* _What is expected_:
Exact reproduction of all the data is needed.

* _Exercise input_:
►
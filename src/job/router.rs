use std::sync::{Arc, Mutex, PoisonError, Weak};

use tracing::trace;

use super::id::JobId;
use crate::bus::{EventBus, JobEvent, JobEventKind, ListenerId, ListenerTable};

/// Terminal bookkeeping shared by the six subscriptions of one router.
#[derive(Debug, Clone, Copy, PartialEq, Eq)]
enum Gate {
    Open,
    /// A terminal event was forwarded; only its matching `Completed` may follow.
    Terminal { success: bool },
    Closed,
}

impl Gate {
    /// Whether `event` may be forwarded, advancing the gate if so.
    fn admit(&mut self, event: &JobEvent) -> bool {
        match (*self, event) {
            (Gate::Open, JobEvent::Succeeded { .. }) => {
                *self = Gate::Terminal { success: true };
                true
            }
            (Gate::Open, JobEvent::Failed { .. }) => {
                *self = Gate::Terminal { success: false };
                true
            }
            (_, JobEvent::Succeeded { .. } | JobEvent::Failed { .. }) => false,
            (Gate::Terminal { success }, JobEvent::Completed { success: s, .. }) if success == *s => {
                *self = Gate::Closed;
                true
            }
            (_, JobEvent::Completed { .. }) => false,
            _ => true,
        }
    }
}

/// Filters the session bus down to one job's events.
///
/// Subscribes to every event kind exactly once and forwards matching events,
/// unbuffered, into the job's own listener table. At most one terminal event
/// (and its `Completed`) is forwarded per job. Subscriptions are removed from
/// the bus when the router is dropped.
pub(crate) struct JobEventRouter {
    bus: Arc<EventBus>,
    subscriptions: Vec<ListenerId>,
}

impl JobEventRouter {
    pub(crate) fn attach(bus: Arc<EventBus>, job_id: JobId, target: &Arc<ListenerTable>) -> Self {
        let gate = Arc::new(Mutex::new(Gate::Open));
        let target: Weak<ListenerTable> = Arc::downgrade(target);

        let subscriptions = JobEventKind::ALL
            .into_iter()
            .map(|kind| {
                let job_id = job_id.clone();
                let target = target.clone();
                let gate = gate.clone();
                bus.route(kind, move |event| {
                    if event.job_id() != &job_id {
                        return;
                    }
                    let admitted = gate
                        .lock()
                        .unwrap_or_else(PoisonError::into_inner)
                        .admit(event);
                    if !admitted {
                        trace!(job_id = %job_id, event = %kind, "suppressing duplicate terminal event");
                        return;
                    }
                    if let Some(target) = target.upgrade() {
                        target.emit(event);
                    }
                })
            })
            .collect();

        Self { bus, subscriptions }
    }
}

impl Drop for JobEventRouter {
    fn drop(&mut self) {
        for id in self.subscriptions.drain(..) {
            self.bus.unroute(id);
        }
    }
}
◄
* _Expected answer_:
filename src/job/router.rs
use std::sync::{Arc, Mutex, PoisonError, Weak};

use tracing::trace;

use super::id::JobId;
use crate::bus::{EventBus, JobEvent, JobEventKind, ListenerId, ListenerTable};

/// Terminal bookkeeping shared by the six subscriptions of one router.
#[derive(Debug, Clone, Copy, PartialEq, Eq)]
enum Gate {
    Open,
    /// A terminal event was forwarded; only its matching `Completed` may follow.
    Terminal { success: bool },
    Closed,
}

impl Gate {
    /// Whether `event` may be forwarded, advancing the gate if so.
    fn admit(&mut self, event: &JobEvent) -> bool {
        match (*self, event) {
            (Gate::Open, JobEvent::Succeeded { .. }) => {
                *self = Gate::Terminal { success: true };
                true
            }
            (Gate::Open, JobEvent::Failed { .. }) => {
                *self = Gate::Terminal { success: false };
                true
            }
            (_, JobEvent::Succeeded { .. } | JobEvent::Failed { .. }) => false,
            (Gate::Terminal { success }, JobEvent::Completed { success: s, .. }) if success == *s => {
                *self = Gate::Closed;
                true
            }
            (_, JobEvent::Completed { .. }) => false,
            _ => true,
        }
    }
}

/// Filters the session bus down to one job's events.
///
/// Subscribes to every event kind exactly once and forwards matching events,
/// unbuffered, into the job's own listener table. At most one terminal event
/// (and its `Completed`) is forwarded per job. Subscriptions are removed from
/// the bus when the router is dropped.
pub(crate) struct JobEventRouter {
    bus: Arc<EventBus>,
    subscriptions: Vec<ListenerId>,
}

impl JobEventRouter {
    pub(crate) fn attach(bus: Arc<EventBus>, job_id: JobId, target: &Arc<ListenerTable>) -> Self {
        let gate = Arc::new(Mutex::new(Gate::Open));
        let target: Weak<ListenerTable> = Arc::downgrade(target);

        let subscriptions = JobEventKind::ALL
            .into_iter()
            .map(|kind| {
                let job_id = job_id.clone();
                let target = target.clone();
                let gate = gate.clone();
                bus.route(kind, move |event| {
                    if event.job_id() != &job_id {
                        return;
                    }
                    let admitted = gate
                        .lock()
                        .unwrap_or_else(PoisonError::into_inner)
                        .admit(event);
                    if !admitted {
                        trace!(job_id = %job_id, event = %kind, "suppressing duplicate terminal event");
                        return;
                    }
                    if let Some(target) = target.upgrade() {
                        target.emit(event);
                    }
                })
            })
            .collect();

        Self { bus, subscriptions }
    }
}

impl Drop for JobEventRouter {
    fn drop(&mut self) {
        for id in self.subscriptions.drain(..) {
            self.bus.unroute(id);
        }
    }
}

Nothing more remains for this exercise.